MATERIAL PROVIDED:
#####

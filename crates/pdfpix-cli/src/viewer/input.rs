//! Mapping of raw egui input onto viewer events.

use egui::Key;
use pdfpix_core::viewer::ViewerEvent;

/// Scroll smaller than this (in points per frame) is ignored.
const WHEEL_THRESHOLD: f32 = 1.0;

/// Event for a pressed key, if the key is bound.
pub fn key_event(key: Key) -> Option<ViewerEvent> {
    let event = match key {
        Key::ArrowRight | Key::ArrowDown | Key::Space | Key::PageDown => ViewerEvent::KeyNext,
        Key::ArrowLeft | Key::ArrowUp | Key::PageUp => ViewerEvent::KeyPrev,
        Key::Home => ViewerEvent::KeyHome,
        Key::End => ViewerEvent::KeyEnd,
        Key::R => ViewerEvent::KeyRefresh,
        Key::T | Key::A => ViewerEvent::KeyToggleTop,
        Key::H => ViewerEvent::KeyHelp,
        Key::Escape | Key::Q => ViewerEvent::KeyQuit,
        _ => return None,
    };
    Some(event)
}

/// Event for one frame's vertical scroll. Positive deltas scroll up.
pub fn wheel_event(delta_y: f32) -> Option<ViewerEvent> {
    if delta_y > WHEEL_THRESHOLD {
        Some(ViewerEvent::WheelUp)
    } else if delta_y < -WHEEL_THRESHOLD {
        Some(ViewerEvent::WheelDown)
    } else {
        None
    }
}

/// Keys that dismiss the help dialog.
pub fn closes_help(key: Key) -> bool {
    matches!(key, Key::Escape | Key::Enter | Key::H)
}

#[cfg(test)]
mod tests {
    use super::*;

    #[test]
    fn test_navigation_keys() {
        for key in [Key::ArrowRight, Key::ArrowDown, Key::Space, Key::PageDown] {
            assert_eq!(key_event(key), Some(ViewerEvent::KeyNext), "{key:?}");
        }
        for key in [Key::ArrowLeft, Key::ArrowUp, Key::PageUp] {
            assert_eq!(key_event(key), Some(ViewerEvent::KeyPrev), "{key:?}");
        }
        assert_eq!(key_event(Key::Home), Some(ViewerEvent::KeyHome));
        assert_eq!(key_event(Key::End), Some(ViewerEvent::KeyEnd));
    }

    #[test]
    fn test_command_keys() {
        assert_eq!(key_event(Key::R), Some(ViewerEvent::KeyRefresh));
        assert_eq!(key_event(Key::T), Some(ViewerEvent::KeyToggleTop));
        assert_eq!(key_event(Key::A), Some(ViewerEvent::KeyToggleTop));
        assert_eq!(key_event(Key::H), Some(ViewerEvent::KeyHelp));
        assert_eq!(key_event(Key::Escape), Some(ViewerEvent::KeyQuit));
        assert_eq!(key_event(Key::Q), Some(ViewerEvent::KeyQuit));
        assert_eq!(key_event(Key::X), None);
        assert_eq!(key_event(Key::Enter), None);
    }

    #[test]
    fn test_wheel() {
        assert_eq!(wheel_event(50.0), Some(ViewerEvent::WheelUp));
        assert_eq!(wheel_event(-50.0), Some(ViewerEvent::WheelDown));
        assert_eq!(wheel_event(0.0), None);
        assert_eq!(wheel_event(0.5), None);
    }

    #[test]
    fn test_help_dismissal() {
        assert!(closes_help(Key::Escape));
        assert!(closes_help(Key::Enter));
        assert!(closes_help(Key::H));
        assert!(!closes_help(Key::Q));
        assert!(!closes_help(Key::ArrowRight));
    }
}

#####

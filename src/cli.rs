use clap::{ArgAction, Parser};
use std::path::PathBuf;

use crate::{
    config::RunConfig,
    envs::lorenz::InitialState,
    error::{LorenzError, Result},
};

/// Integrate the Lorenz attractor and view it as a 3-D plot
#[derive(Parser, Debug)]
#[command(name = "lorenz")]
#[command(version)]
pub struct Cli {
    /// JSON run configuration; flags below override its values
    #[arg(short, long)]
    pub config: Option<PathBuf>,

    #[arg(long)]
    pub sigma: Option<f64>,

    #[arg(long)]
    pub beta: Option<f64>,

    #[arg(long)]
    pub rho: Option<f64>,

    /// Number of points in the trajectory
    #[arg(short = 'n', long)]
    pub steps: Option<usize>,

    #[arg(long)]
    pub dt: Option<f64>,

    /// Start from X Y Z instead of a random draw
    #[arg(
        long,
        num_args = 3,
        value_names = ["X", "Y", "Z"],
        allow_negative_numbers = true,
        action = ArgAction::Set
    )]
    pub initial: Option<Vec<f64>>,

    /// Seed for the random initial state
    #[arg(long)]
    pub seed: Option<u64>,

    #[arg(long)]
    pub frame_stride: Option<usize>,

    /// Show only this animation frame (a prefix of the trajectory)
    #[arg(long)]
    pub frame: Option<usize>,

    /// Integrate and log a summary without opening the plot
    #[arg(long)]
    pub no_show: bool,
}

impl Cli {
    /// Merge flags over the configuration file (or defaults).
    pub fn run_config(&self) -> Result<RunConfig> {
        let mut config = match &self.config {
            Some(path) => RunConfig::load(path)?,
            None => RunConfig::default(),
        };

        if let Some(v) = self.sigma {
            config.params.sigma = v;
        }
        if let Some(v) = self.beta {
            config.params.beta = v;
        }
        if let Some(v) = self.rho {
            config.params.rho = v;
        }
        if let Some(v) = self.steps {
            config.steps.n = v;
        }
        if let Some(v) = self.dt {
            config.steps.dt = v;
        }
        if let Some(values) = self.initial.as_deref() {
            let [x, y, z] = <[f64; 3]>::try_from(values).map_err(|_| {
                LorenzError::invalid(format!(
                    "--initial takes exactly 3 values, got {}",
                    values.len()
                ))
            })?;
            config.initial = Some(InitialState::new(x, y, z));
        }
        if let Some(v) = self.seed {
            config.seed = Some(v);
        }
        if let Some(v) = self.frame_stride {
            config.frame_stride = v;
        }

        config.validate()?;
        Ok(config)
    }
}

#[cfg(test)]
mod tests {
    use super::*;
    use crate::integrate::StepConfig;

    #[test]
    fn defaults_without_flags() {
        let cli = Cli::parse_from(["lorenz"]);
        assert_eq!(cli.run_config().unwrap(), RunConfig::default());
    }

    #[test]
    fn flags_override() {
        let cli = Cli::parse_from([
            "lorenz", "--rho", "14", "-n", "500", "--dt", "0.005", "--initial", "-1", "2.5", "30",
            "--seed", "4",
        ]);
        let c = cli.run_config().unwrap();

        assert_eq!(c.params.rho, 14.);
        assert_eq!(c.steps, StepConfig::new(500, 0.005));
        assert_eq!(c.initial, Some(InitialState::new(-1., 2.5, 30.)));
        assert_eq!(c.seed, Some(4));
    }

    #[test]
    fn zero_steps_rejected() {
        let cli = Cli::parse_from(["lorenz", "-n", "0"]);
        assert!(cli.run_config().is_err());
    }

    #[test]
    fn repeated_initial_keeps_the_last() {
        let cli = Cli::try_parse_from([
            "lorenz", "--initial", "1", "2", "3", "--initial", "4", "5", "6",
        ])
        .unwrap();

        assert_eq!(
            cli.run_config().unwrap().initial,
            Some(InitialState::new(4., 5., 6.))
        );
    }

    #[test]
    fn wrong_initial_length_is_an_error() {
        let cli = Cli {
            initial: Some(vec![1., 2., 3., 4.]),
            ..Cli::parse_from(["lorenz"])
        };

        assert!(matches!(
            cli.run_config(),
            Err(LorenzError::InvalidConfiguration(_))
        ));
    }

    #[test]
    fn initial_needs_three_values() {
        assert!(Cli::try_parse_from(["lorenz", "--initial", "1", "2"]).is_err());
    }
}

#####

WORK INSTRUCTION: Return, unchanged, the run of lines above that opens with the line containing "matches!(key, Key::Escape |" and closes with the line containing "assert_eq!(key_event(Key::H), Some(ViewerEvent::KeyHelp));". Include both.

EXERCISE SOLUTION:
    matches!(key, Key::Escape | Key::Enter | Key::H)
}

#[cfg(test)]
mod tests {
    use super::*;

    #[test]
    fn test_navigation_keys() {
        for key in [Key::ArrowRight, Key::ArrowDown, Key::Space, Key::PageDown] {
            assert_eq!(key_event(key), Some(ViewerEvent::KeyNext), "{key:?}");
        }
        for key in [Key::ArrowLeft, Key::ArrowUp, Key::PageUp] {
            assert_eq!(key_event(key), Some(ViewerEvent::KeyPrev), "{key:?}");
        }
        assert_eq!(key_event(Key::Home), Some(ViewerEvent::KeyHome));
        assert_eq!(key_event(Key::End), Some(ViewerEvent::KeyEnd));
    }

    #[test]
    fn test_command_keys() {
        assert_eq!(key_event(Key::R), Some(ViewerEvent::KeyRefresh));
        assert_eq!(key_event(Key::T), Some(ViewerEvent::KeyToggleTop));
        assert_eq!(key_event(Key::A), Some(ViewerEvent::KeyToggleTop));
        assert_eq!(key_event(Key::H), Some(ViewerEvent::KeyHelp));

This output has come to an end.